Knowing that Falling, like other Activities of Daily life (ADLs), is a dynamical movement, we use dynamical features to detect it in RGB cameras. Dynamical features are features that are extracted from consecutive frames of a video and hence can describe dynamical changes between frames. Although one may found different ways to extract these kinds of features (e.g. LSTM), we use the dynamical haar cascade frame which extracts haar-like features from 3 or 4 consecutive frames. In the "Detecting Pedestrians Using Patterns of Motion and Appearance", dynamical haar features from 2 consecutive frames, and a cascade method are used to detect pedestrians in Videos. Like the aforementioned work, this work uses the haar-cascade method to detect Falls from ADLs; however, as detection of Fall needs more subtle features, we have extended the method to multiple frame numbers which can be adjusted for the data set or some specific Activities.
Haar-Like features method is a fast object detection method among other detection methods. Its speed and accuracy is a motivation to use them to recognize activities in videos; however, activities have dynamical features that cannot be extracted from just one image. In this regard, it would be so beneficial if we could extract dynamical features using the haar cascade method. In the paper entitled "Detecting Pedestrians Using Patterns of Motion and Appearance", Viola, Jones, and Snow have proposed a way to extract haar-like features from 2 consecutive frames in a video. They used these features to detect pedestrians in a camera.
Although Viola, Jones, and Sno could gain an accurate pedestrian detection method using only 2 consecutive frames, to detect falling from other activities, we need to use more number of frames and a number of features.

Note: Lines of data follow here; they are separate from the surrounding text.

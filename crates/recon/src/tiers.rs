//! Fixed tier tables: level prices in USDT and display names.
//!
//! The price table is a strict one-to-one mapping. Reverse lookup
//! (price → level) is exact: 130 maps to level 1, 131 maps to nothing.

use std::collections::HashMap;
use std::sync::OnceLock;

pub const MIN_LEVEL: u8 = 1;
pub const MAX_LEVEL: u8 = 19;

/// Upgrade price in USDT per level; index 0 = level 1.
const LEVEL_PRICES: [u32; MAX_LEVEL as usize] = [
    130, 150, 200, 250, 300, 350, 400, 450, 500, 550, 600, 650, 700, 750, 800, 850, 900, 950,
    1000,
];

/// Display name per level; index 0 = level 1.
const LEVEL_NAMES: [&str; MAX_LEVEL as usize] = [
    "Warrior",
    "Bronze",
    "Silver",
    "Gold",
    "Elite",
    "Platinum",
    "Master",
    "Diamond",
    "Grandmaster",
    "Starlight",
    "Epic",
    "Legend",
    "Supreme King",
    "Peerless King",
    "Glory King",
    "Legendary",
    "Supreme",
    "Mythic",
    "Mythic Apex",
];

fn price_to_level() -> &'static HashMap<u32, u8> {
    static MAP: OnceLock<HashMap<u32, u8>> = OnceLock::new();
    MAP.get_or_init(|| {
        LEVEL_PRICES
            .iter()
            .enumerate()
            .map(|(i, &price)| (price, i as u8 + 1))
            .collect()
    })
}

pub fn price_for_level(level: u8) -> Option<u32> {
    if (MIN_LEVEL..=MAX_LEVEL).contains(&level) {
        Some(LEVEL_PRICES[level as usize - 1])
    } else {
        None
    }
}

pub fn level_for_price(price: u32) -> Option<u8> {
    price_to_level().get(&price).copied()
}

/// Exact match of a parsed payment amount against the price table.
/// Fractional or out-of-range amounts never match; no rounding.
pub fn level_for_amount(amount: f64) -> Option<u8> {
    if !amount.is_finite() || amount < 0.0 || amount.fract() != 0.0 || amount > u32::MAX as f64 {
        return None;
    }
    level_for_price(amount as u32)
}

/// Display name for a level, or `Level N` when the table has no entry.
pub fn level_name(level: u8) -> String {
    match level {
        MIN_LEVEL..=MAX_LEVEL => LEVEL_NAMES[level as usize - 1].to_string(),
        other => format!("Level {other}"),
    }
}
//! The reconciliation run: read the two fixed-name inputs from a directory,
//! run the engine, overwrite the outputs, and report.
//!
//! Computation ([`run_in_dir`]) and console rendering ([`print_report`])
//! are separate so tests can drive the full pipeline without capturing
//! stdout.

use std::path::Path;

use tiercheck_recon::{engine, ingest, report, Discrepancy, ReconSummary};

use crate::CliError;

pub const MEMBERS_FILE: &str = "members.csv";
pub const TRANSACTIONS_FILE: &str = "filtered_by_fee.csv";
pub const ROSTER_OUT_FILE: &str = "members_update.csv";
pub const REPORT_OUT_FILE: &str = "wrong_levels.csv";

/// Everything the console summary needs, collected before anything prints.
#[derive(Debug)]
pub struct RunReport {
    pub summary: ReconSummary,
    pub discrepancies: Vec<Discrepancy>,
    pub txs_read: usize,
    pub roster_written: bool,
    pub report_written: bool,
}

/// Execute one full reconciliation in `dir`.
///
/// Both inputs are read up front; a missing or unreadable input aborts
/// before any output is written. Output files are overwritten
/// unconditionally, except that `members_update.csv` is skipped for an
/// empty roster and `wrong_levels.csv` is skipped when nothing is flagged.
pub fn run_in_dir(dir: &Path) -> Result<RunReport, CliError> {
    let members_path = dir.join(MEMBERS_FILE);
    let members_csv = std::fs::read_to_string(&members_path).map_err(|e| {
        CliError::input_missing(format!("cannot read {}: {e}", members_path.display()))
            .with_hint(format!("run from the directory containing {MEMBERS_FILE}"))
    })?;

    let txs_path = dir.join(TRANSACTIONS_FILE);
    let txs_csv = std::fs::read_to_string(&txs_path).map_err(|e| {
        CliError::input_missing(format!("cannot read {}: {e}", txs_path.display()))
            .with_hint(format!("run from the directory containing {TRANSACTIONS_FILE}"))
    })?;

    let roster = ingest::load_members(&members_csv).map_err(|e| CliError::error(e.to_string()))?;
    let txs = ingest::load_upgrade_txs(&txs_csv).map_err(|e| CliError::error(e.to_string()))?;

    let result = engine::run(&roster, &txs);

    let roster_written = if result.members.is_empty() {
        false
    } else {
        let out = report::render_roster(&result.members)
            .map_err(|e| CliError::error(e.to_string()))?;
        let out_path = dir.join(ROSTER_OUT_FILE);
        std::fs::write(&out_path, out)
            .map_err(|e| CliError::error(format!("cannot write {}: {e}", out_path.display())))?;
        true
    };

    let report_written = if result.discrepancies.is_empty() {
        false
    } else {
        let out = report::render_discrepancies(&result.discrepancies)
            .map_err(|e| CliError::error(e.to_string()))?;
        let out_path = dir.join(REPORT_OUT_FILE);
        std::fs::write(&out_path, out)
            .map_err(|e| CliError::error(format!("cannot write {}: {e}", out_path.display())))?;
        true
    };

    Ok(RunReport {
        summary: result.summary,
        discrepancies: result.discrepancies,
        txs_read: txs.len(),
        roster_written,
        report_written,
    })
}

/// Render the console summary for a completed run.
pub fn print_report(report: &RunReport) {
    println!(
        "read {} members, {} upgrade transactions",
        report.summary.total_members, report.txs_read
    );
    if report.roster_written {
        println!("wrote {ROSTER_OUT_FILE} ({} members)", report.summary.total_members);
    }
    if report.report_written {
        println!("wrote {REPORT_OUT_FILE} ({} flagged)", report.summary.flagged);
    }

    println!();
    println!("total members: {}", report.summary.total_members);
    println!("wrong levels:  {}", report.summary.flagged);
    println!("correct:       {}", report.summary.unflagged);

    if report.discrepancies.is_empty() {
        println!("no members with wrong levels found");
        return;
    }

    println!();
    println!("first {} flagged:", report.discrepancies.len().min(10));
    for (i, d) in report.discrepancies.iter().take(10).enumerate() {
        println!(
            "  {}. {} | wrong: Level {} | correct: Level {} ({})",
            i + 1,
            truncate_address(&d.wallet_address),
            d.wrong_level,
            d.correct_level,
            d.level_name,
        );
    }
}

/// First 20 characters of an address, always suffixed with an ellipsis.
fn truncate_address(addr: &str) -> String {
    let prefix: String = addr.chars().take(20).collect();
    format!("{prefix}...")
}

The Whole number of features that can be extracted from a video grows exponentially as the size of its frames increases, so it is important to resize the videos to have a reasonable and sufficient number of features. Following Viola, Jones, and Snow's work, the proper size is adjusted to 20*15 Pixels.
To use this code, one has to train it first. The training phase consists of extracting all possible features and deciding which feature is more important. The whole number of extracted features from three 20*15-sized frames is 700272, so this phase is very time-consuming. However, to have a fast detection algorithm, the importance of each feature is calculated by using the Adaboost Cascade method, and in the detection phase, the most important features are used.
The results of this phase are the code which is named "final model". This code extracts only the needed features from the video. This code would be generated automatically in the training phase.
Once the "final model" code is generated in the training phase, you can use that to detect falls from other activities. "Main code" is an example of the whole process.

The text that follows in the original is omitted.